Son sac sur l'épaule, il quitta leur petit cocon. Par la fenêtre, oui, comme ça la porte restera fermée. C'était plus sûr. Chaque jour, que quelqu'un soit à la maison ou non, ils s'étaient promis de toujours garder la porte fermée par sécurité. Et puis, dehors, il y avait une échelle qui descendait sur une plateforme métallique. Il ne fallut pas moins de quatre minutes à l'enfant de douze ans pour atteindre le trottoir. Quand il aperçut une première voiture tracer sur l'autoroute, il prit une profonde inspiration et se mit en marche. Dans sa poche, un bout de papier. Il avait eu énormément de mal à trouver l'adresse de leurs parents, ce n'était pas le moment de changer d'avis. Alors Papyrus avança. Il ne connaissait pas très bien les quartiers en dehors de celui qu'il utilisait habituellement pour aller à l'école.

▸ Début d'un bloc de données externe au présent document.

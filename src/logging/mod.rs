// Logging module - In-memory log capture for TUI display
//
// This module provides a custom tracing layer that captures log events in
// memory. Writing to stdout while the TUI owns the alternate screen would
// garble the display, so the status bar shows the latest problem instead.

use chrono::{DateTime, Utc};
use std::collections::VecDeque;
use std::sync::{Arc, Mutex};
use tracing::{Level, Metadata, Subscriber};
use tracing_subscriber::layer::Context;
use tracing_subscriber::Layer;

/// Maximum number of log entries to keep in memory
const MAX_LOG_ENTRIES: usize = 500;

/// A single log entry captured from tracing
#[derive(Debug, Clone)]
pub struct LogEntry {
    pub timestamp: DateTime<Utc>,
    pub level: LogLevel,
    pub target: String,
    pub message: String,
}

/// Log level for display, most severe first
#[derive(Debug, Clone, Copy, PartialEq, Eq, PartialOrd, Ord)]
pub enum LogLevel {
    Error,
    Warn,
    Info,
    Debug,
    Trace,
}

impl From<&Level> for LogLevel {
    fn from(level: &Level) -> Self {
        match *level {
            Level::ERROR => LogLevel::Error,
            Level::WARN => LogLevel::Warn,
            Level::INFO => LogLevel::Info,
            Level::DEBUG => LogLevel::Debug,
            Level::TRACE => LogLevel::Trace,
        }
    }
}

impl LogLevel {
    /// Get the display string for this log level
    pub fn as_str(&self) -> &str {
        match self {
            LogLevel::Error => "ERROR",
            LogLevel::Warn => "WARN",
            LogLevel::Info => "INFO",
            LogLevel::Debug => "DEBUG",
            LogLevel::Trace => "TRACE",
        }
    }
}

/// In-memory log buffer with bounded size (ring buffer)
#[derive(Clone)]
pub struct LogBuffer {
    entries: Arc<Mutex<VecDeque<LogEntry>>>,
}

impl LogBuffer {
    /// Create a new log buffer
    pub fn new() -> Self {
        Self {
            entries: Arc::new(Mutex::new(VecDeque::with_capacity(MAX_LOG_ENTRIES))),
        }
    }

    /// Add a log entry to the buffer
    /// If the buffer is full, removes the oldest entry
    pub fn add(&self, entry: LogEntry) {
        let mut entries = self.entries.lock().unwrap();
        if entries.len() >= MAX_LOG_ENTRIES {
            entries.pop_front();
        }
        entries.push_back(entry);
    }

    /// Most recent entry at `level` or more severe
    pub fn latest_at_least(&self, level: LogLevel) -> Option<LogEntry> {
        self.entries
            .lock()
            .unwrap()
            .iter()
            .rev()
            .find(|e| e.level <= level)
            .cloned()
    }

    pub fn len(&self) -> usize {
        self.entries.lock().unwrap().len()
    }

    pub fn is_empty(&self) -> bool {
        self.len() == 0
    }

    /// Clear all log entries
    pub fn clear(&self) {
        self.entries.lock().unwrap().clear();
    }
}

impl Default for LogBuffer {
    fn default() -> Self {
        Self::new()
    }
}

/// Custom tracing layer that captures logs to a buffer
pub struct TuiLogLayer {
    buffer: LogBuffer,
}

impl TuiLogLayer {
    /// Create a new TUI log layer with a log buffer
    pub fn new(buffer: LogBuffer) -> Self {
        Self { buffer }
    }
}

impl<S> Layer<S> for TuiLogLayer
where
    S: Subscriber,
{
    fn on_event(&self, event: &tracing::Event<'_>, _ctx: Context<'_, S>) {
        let metadata = event.metadata();

        // Extract the message using a visitor
        let mut message = String::new();
        let mut visitor = MessageVisitor(&mut message);
        event.record(&mut visitor);

        self.buffer.add(LogEntry {
            timestamp: Utc::now(),
            level: LogLevel::from(metadata.level()),
            target: metadata.target().to_string(),
            message,
        });
    }

    fn enabled(&self, _metadata: &Metadata<'_>, _ctx: Context<'_, S>) -> bool {
        // Enable all log levels - filtering happens at subscriber level
        true
    }
}

/// Visitor to extract the message from a tracing event
struct MessageVisitor<'a>(&'a mut String);

impl<'a> tracing::field::Visit for MessageVisitor<'a> {
    fn record_debug(&mut self, field: &tracing::field::Field, value: &dyn std::fmt::Debug) {
        if field.name() == "message" {
            *self.0 = format!("{:?}", value);
            // Remove the quotes that Debug adds
            if self.0.starts_with('"') && self.0.ends_with('"') && self.0.len() >= 2 {
                *self.0 = self.0[1..self.0.len() - 1].to_string();
            }
        }
    }
}

#[cfg(test)]
mod tests {
    use super::*;
    use tracing_subscriber::layer::SubscriberExt;

    fn entry(level: LogLevel, message: &str) -> LogEntry {
        LogEntry {
            timestamp: Utc::now(),
            level,
            target: "test".to_string(),
            message: message.to_string(),
        }
    }

    #[test]
    fn test_buffer_is_bounded() {
        let buffer = LogBuffer::new();
        buffer.add(entry(LogLevel::Error, "oldest"));
        for i in 0..MAX_LOG_ENTRIES {
            buffer.add(entry(LogLevel::Info, &i.to_string()));
        }

        // The oldest entry was evicted to make room
        assert_eq!(buffer.len(), MAX_LOG_ENTRIES);
        assert!(buffer.latest_at_least(LogLevel::Error).is_none());
        let newest = buffer.latest_at_least(LogLevel::Trace).unwrap();
        assert_eq!(newest.message, (MAX_LOG_ENTRIES - 1).to_string());
    }

    #[test]
    fn test_latest_at_least() {
        let buffer = LogBuffer::new();
        buffer.add(entry(LogLevel::Warn, "older warning"));
        buffer.add(entry(LogLevel::Error, "the error"));
        buffer.add(entry(LogLevel::Info, "chatter"));

        let latest = buffer.latest_at_least(LogLevel::Warn).unwrap();
        assert_eq!(latest.message, "the error");
        assert!(buffer.latest_at_least(LogLevel::Error).is_some());

        buffer.clear();
        assert!(buffer.latest_at_least(LogLevel::Trace).is_none());
        assert!(buffer.is_empty());
    }

    #[test]
    fn test_layer_captures_events() {
        let buffer = LogBuffer::new();
        let subscriber = tracing_subscriber::registry().with(TuiLogLayer::new(buffer.clone()));

        tracing::subscriber::with_default(subscriber, || {
            tracing::error!("Failed to copy text: {}", "denied");
        });

        let latest = buffer.latest_at_least(LogLevel::Error).expect("captured");
        assert_eq!(latest.message, "Failed to copy text: denied");
        assert_eq!(latest.level, LogLevel::Error);
    }
}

Il crut cependant reconnaître l'orphelinat. C'était le seul de la ville. En passant devant, il aperçut un couple âgé, tenant entre eux une petite fille par les mains. Par estimation elle devait avoir quatre ou cinq ans. Chétive, fébrile, avec des cheveux noirs comme l'onyx fraîchement tressée et la frange callée derrière les oreilles, de façon à ce qu'on puisse voir ses grands yeux, malheureusement, à cause de la distance, Papyrus n'en distinguait pas la couleur. Il l'imaginait avec des yeux bleus. Ce n'était sûrement pas le cas. Mais ce dont il était persuadé, elle vêtait une ravissante robe violette. La fillette avait l'air perdue et marchait sans grande conviction, sans apercevoir l'autre enfant plus âgé qu'elle vingt mètres plus loin. Papyrus, sur le trottoir d'en face, ralentit pour mieux regarder la petite famille. Les parents, bien que classiquement felliens, avaient l'air heureux, d'un bonheur que peu de gens se permettaient. Il fronça des arcades et serra rageusement les poings, avant de détourner le regarder et accélérer. Il n'avait pas besoin de famille. Il n'avait besoin de personne ! On ne pouvait, non, ne devait compter sur personne d'autre que soit !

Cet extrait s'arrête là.